Trump apparently is squaring his approach to Israel with the foreign policies of successive administrations before him. The White House recently issued a statement saying that building new Jewish settlements in the West Bank was liable to hurt prospects for peace.
Daniel Shapiro, the ambassador to Israel under President Obama, said the Trump administration appears to be recognizing that unilateral moves would jeopardize a long-standing U.S. interest in promoting peace.
If the embassy were moved to Jerusalem, the undertaking would need to involve coordination with U.S. allies and be part of a diplomatic process with Palestinians, Shapiro said.
“If they just announce it in a speech without consultation, without appropriate planning, it wouldn’t be the smart way to do it,’’ he said.

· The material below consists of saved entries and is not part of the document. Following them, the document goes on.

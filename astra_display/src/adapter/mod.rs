/// Adapter module - the native graphics API boundary
///
/// Everything the negotiation core needs from the host graphics
/// subsystem is expressed here: the pixel-format space, the capability
/// oracle (`Adapter`), the created-device contract (`Device`), and the
/// presentation-parameter types handed across the boundary.

// Module declarations
pub mod format;
pub mod adapter;
pub mod device;
pub mod present;

// Re-export everything from adapter.rs
pub use adapter::*;

// Re-export from other modules
pub use format::*;
pub use device::*;
pub use present::*;
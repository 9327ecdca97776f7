/// Device trait - the created rendering device
///
/// The render-loop guard drives a device through scene begin/end and
/// cooperative loss recovery; everything else the device can do
/// (resource creation, draw submission) is out of scope here.

use crate::error::Result;
use crate::adapter::adapter::WindowHandle;
use crate::adapter::present::PresentParameters;

/// Cooperative-level status of a device
#[derive(Debug, Clone, Copy, PartialEq, Eq)]
pub enum DeviceStatus {
    /// Device is usable
    Operational,
    /// Device lost and not yet resettable; do not render, poll again
    Lost,
    /// Device lost but resettable; release resources and reset
    NotReset,
}

/// A created rendering device
///
/// All calls run on the thread that owns the device; none suspend or
/// block. Loss recovery is driven by the caller polling [`status`]
/// through the render-loop guard.
///
/// [`status`]: Device::status
pub trait Device {
    /// Poll the cooperative-level status
    fn status(&self) -> DeviceStatus;

    /// Reset the device with new presentation parameters
    ///
    /// Only meaningful after [`DeviceStatus::NotReset`]; all
    /// device-dependent resources must have been released first.
    fn reset(&mut self, present: &PresentParameters) -> Result<()>;

    /// Start a native scene
    fn begin_scene(&mut self) -> Result<()>;

    /// End the native scene
    fn end_scene(&mut self);

    /// Present the backbuffer
    ///
    /// # Arguments
    ///
    /// * `dest` - Destination window; `None` presents to the device
    ///   window given at creation
    fn present(&mut self, dest: Option<WindowHandle>);
}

Trump apparently cooled to the idea of moving the embassy following a meeting this month with King Abdullah II of Jordan, an ally in the U.S. fight against Islamic State extremists and other militants.
Jordan, which holds the status of a custodian of the Muslim holy sites in the Old City, warned the administration that such a move could stir up protests in Arab countries and alienate Sunni-dominated allies. It could also trigger unrest in the Palestinian territories and East Jerusalem, where allegations of Israeli attempts to assert control over Muslim holy places have sparked protests and attacks.
In Jerusalem, the U.S. Consulate annex — a fortress-like building with security guards outside — handles visas and passports and lies in an area controlled by Israel before the Arab-Israeli War. An adjacent plot of land with a hotel is also owned by the U.S. government.
“They will not move the embassy to Jerusalem. It’s too difficult to move,’’ said Mike Andrew, a Palestinian American who had taken a taxi from Ramallah in the West Bank to renew his children’s passports. “So far it’s a lot of talk.’’
Though Congress passed a law in 1995 calling for the move of the embassy, successive presidents have exercised a special waiver to delay the move every six months. Trump will have to decide in May whether to use the same waiver or allow the embassy to move.
The president’s ambassador nominee, David Friedman, supports the move. He vowed at a Republican campaign event in Jerusalem in October that Trump would fire State Department officials who opposed the move.
Friedman, a patron of West Bank settlements who owns a private residence in Jerusalem, reportedly said he would want to live and work in Jerusalem as ambassador. Friedman’s confirmation hearing before the Senate Foreign Relations Committee is expected to start Thursday.
Guy Avihod, an Israeli American who said he could see the consulate’s flag from his Jerusalem home, also expressed skepticism that Trump would overturn the policy, but said it would be a symbolic gesture to Israel.
“Jerusalem is such a consensus of always being part of Israel for 3,000 years,’’ he said. “So, when our biggest ally dismisses that and says, ‘No, Tel Aviv is the capital,’ it’s dismissing Israel to the core.”
Ashraf Ajrami, a senior advisor to Palestinian Authority President Mahmoud Abbas, told Israeli army radio that the Palestinians would demand that the U.S. open an embassy in East Jerusalem and recognize it as the capital of a Palestinian state in response to a move. Currently, the U.S. Consulate General on the western side of the city serves as the unofficial embassy to the Palestinians.
Veteran diplomats on both sides of the divide warned against a hasty move.
“If the American government is making a decision on the core issues, this would be a terrible blow,’’ said Alon Liel, a former director general of Israel’s Foreign Ministry. “Everyone knows such a unilateral move is the end of two states.’’
Mitnick is a special correspondent. Times staff writer Tracy Wilkinson in Washington contributed to this report.